EXERCISE DETAILS - Copying nothing before it, reproduce the line that holds "let answer = self.inner.lookup(label).await?;" and every line after it in the data, exactly.

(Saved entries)
__________________________________________________

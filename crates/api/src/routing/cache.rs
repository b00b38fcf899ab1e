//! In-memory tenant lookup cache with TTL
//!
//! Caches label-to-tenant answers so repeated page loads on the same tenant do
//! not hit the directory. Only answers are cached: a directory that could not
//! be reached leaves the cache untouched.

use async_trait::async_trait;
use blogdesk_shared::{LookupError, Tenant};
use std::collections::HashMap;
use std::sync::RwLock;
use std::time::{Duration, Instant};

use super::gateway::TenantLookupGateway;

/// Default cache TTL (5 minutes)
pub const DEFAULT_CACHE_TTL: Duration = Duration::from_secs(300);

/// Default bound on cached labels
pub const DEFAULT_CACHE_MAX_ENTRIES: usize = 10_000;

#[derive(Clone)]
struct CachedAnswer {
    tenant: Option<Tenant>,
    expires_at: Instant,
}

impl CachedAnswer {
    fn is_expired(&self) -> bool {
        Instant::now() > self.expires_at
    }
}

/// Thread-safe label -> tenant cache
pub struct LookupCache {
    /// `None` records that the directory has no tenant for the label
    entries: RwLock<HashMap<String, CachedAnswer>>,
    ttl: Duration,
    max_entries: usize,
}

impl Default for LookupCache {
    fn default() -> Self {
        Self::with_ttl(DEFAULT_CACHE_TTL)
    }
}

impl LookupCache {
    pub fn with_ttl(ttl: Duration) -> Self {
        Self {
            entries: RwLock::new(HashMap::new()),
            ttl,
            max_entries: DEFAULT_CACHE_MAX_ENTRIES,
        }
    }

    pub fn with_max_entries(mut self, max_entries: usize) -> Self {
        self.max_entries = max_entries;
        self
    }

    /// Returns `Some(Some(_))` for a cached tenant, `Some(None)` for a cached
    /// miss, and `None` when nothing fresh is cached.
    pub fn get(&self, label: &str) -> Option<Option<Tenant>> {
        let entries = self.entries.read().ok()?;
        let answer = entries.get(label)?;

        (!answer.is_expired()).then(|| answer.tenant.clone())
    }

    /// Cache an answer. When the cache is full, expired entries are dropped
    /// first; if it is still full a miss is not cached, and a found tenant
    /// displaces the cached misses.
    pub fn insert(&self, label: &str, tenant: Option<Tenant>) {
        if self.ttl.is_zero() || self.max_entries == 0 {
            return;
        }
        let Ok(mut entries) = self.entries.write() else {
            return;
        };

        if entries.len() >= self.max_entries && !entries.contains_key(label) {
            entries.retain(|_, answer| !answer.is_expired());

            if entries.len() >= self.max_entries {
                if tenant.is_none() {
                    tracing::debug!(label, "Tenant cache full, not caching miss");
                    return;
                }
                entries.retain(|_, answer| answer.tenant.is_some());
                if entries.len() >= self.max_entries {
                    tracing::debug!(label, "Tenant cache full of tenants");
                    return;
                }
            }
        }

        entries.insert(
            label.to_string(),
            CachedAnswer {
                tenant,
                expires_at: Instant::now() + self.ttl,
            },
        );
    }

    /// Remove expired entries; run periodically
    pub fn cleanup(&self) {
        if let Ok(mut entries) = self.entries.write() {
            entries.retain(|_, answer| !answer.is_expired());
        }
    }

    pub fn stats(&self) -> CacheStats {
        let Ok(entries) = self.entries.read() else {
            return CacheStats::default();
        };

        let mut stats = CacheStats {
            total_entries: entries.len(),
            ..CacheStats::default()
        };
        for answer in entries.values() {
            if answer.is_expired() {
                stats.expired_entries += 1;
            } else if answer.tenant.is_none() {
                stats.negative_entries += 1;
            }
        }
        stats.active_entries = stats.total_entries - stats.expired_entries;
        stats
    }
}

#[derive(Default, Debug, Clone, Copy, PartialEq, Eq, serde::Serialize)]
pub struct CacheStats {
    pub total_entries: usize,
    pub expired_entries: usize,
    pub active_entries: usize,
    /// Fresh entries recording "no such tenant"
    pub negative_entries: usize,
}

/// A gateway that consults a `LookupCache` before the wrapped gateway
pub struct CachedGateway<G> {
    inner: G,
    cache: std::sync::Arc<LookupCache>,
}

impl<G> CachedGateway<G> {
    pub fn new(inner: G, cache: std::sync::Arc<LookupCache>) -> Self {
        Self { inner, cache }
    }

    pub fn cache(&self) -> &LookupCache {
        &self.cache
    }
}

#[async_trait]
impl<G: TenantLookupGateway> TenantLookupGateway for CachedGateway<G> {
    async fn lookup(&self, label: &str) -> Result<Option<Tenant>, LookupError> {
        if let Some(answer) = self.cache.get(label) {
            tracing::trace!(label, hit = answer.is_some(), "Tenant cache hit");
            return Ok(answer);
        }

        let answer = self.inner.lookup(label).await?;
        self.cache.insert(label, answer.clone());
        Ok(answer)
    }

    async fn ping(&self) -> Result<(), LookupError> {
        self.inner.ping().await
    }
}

__________________________________________________

EXERCISE RESPONSE -
        let answer = self.inner.lookup(label).await?;
        self.cache.insert(label, answer.clone());
        Ok(answer)
    }

    async fn ping(&self) -> Result<(), LookupError> {
        self.inner.ping().await
    }
}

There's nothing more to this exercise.